Exercise instructions:
Only the count should appear in your answer: how many lines of the data below contain the word "SourceFile"?

Records to use:
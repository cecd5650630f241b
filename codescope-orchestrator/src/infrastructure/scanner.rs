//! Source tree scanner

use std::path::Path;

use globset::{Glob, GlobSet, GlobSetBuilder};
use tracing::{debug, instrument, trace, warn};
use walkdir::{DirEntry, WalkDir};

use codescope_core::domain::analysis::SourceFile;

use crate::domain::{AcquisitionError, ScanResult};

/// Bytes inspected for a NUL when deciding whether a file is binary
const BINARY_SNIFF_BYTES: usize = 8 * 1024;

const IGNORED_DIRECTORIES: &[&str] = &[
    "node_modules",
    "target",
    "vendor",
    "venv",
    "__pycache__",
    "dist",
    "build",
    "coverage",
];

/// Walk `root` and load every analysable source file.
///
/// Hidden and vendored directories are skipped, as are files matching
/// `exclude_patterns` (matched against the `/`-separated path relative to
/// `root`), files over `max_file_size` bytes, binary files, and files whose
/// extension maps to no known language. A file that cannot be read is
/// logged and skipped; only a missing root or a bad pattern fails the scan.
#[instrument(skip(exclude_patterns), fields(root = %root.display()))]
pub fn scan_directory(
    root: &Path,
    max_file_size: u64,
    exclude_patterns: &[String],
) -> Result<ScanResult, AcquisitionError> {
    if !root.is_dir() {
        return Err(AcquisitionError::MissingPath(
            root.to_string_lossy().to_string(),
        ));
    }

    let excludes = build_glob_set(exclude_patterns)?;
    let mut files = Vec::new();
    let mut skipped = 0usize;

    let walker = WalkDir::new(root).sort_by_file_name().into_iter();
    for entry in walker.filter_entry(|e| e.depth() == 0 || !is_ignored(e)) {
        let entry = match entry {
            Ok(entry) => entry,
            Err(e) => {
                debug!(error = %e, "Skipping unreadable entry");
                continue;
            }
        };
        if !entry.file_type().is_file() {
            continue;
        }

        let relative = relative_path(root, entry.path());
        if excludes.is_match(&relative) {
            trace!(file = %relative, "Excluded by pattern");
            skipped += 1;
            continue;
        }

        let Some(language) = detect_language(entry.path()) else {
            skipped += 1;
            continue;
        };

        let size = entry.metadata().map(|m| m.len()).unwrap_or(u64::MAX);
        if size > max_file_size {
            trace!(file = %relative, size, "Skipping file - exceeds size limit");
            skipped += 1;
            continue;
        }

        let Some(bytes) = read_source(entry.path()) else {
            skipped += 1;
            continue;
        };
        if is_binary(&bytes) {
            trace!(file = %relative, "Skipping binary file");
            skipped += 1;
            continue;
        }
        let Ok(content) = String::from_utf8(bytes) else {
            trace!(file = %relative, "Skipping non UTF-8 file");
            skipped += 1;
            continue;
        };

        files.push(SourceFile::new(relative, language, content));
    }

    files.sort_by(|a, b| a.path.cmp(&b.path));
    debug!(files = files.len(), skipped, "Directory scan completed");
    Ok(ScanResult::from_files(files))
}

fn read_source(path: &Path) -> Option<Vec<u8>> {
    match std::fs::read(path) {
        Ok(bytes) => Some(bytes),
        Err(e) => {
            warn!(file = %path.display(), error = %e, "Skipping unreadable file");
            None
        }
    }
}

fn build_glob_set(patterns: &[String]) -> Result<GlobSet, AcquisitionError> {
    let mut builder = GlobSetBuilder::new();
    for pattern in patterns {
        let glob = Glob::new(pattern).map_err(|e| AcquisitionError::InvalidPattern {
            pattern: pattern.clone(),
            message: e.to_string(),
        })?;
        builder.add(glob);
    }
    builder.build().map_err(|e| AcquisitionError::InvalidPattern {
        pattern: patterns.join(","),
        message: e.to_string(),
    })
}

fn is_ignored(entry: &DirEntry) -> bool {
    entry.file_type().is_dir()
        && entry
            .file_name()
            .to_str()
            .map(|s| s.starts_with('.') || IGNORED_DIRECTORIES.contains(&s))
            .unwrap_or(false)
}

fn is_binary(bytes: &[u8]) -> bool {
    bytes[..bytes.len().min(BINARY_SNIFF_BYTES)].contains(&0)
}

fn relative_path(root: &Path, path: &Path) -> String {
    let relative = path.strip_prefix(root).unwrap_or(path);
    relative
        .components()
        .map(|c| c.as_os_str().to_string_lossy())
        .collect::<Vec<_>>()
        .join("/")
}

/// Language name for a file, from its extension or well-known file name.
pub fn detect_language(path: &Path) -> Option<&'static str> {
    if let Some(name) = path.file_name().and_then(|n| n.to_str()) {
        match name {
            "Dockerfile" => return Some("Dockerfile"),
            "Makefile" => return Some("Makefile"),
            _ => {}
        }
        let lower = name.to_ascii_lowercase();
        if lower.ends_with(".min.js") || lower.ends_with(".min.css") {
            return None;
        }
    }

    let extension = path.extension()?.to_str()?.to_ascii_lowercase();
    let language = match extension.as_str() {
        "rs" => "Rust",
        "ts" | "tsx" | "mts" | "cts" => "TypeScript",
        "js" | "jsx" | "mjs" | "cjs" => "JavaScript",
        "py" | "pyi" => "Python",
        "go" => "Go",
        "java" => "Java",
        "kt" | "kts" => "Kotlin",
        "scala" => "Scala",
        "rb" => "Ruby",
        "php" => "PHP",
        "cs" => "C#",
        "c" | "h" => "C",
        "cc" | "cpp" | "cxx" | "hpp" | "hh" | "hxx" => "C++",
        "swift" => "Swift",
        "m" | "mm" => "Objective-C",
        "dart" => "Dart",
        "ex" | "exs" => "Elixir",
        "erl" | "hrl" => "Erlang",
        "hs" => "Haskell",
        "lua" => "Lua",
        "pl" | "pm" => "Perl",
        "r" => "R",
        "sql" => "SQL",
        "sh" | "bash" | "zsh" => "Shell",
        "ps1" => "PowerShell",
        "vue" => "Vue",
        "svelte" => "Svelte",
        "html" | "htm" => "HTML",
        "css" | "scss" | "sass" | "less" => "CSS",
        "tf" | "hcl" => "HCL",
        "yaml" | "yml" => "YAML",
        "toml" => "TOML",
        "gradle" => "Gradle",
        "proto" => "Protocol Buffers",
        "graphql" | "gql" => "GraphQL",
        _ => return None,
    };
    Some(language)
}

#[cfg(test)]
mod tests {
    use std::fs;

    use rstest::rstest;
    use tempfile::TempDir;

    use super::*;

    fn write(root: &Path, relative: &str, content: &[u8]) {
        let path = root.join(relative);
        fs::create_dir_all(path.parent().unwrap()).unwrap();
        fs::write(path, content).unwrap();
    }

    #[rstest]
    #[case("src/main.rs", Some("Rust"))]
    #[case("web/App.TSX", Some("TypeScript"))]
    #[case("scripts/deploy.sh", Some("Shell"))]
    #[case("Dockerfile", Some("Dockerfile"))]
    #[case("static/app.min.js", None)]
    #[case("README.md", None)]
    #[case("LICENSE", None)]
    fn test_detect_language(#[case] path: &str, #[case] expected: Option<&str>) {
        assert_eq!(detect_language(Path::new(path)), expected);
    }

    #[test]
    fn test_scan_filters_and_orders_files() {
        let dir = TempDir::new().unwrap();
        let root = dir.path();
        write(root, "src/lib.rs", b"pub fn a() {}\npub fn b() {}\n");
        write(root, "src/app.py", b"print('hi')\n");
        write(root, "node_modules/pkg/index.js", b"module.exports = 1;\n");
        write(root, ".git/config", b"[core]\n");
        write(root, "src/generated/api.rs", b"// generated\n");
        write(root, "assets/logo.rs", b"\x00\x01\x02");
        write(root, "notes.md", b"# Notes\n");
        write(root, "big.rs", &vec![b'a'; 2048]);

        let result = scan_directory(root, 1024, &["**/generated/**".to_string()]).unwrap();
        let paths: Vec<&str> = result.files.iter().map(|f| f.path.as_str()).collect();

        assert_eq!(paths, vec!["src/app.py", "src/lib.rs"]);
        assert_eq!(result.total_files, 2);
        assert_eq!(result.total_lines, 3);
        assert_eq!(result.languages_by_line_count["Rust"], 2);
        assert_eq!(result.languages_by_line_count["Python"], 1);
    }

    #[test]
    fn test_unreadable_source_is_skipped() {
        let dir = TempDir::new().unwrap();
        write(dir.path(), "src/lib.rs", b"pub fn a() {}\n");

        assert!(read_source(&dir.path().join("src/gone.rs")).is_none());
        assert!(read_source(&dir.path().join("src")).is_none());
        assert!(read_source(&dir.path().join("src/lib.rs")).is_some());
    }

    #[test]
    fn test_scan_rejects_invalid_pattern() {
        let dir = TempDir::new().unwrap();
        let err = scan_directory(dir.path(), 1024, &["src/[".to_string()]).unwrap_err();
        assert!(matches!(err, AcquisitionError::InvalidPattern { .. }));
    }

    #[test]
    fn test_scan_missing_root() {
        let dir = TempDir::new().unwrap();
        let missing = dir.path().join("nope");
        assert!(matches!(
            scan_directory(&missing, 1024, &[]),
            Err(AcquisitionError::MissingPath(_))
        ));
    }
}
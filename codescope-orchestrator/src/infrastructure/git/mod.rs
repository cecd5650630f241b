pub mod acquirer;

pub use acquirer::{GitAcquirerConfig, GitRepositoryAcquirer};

Solution:
2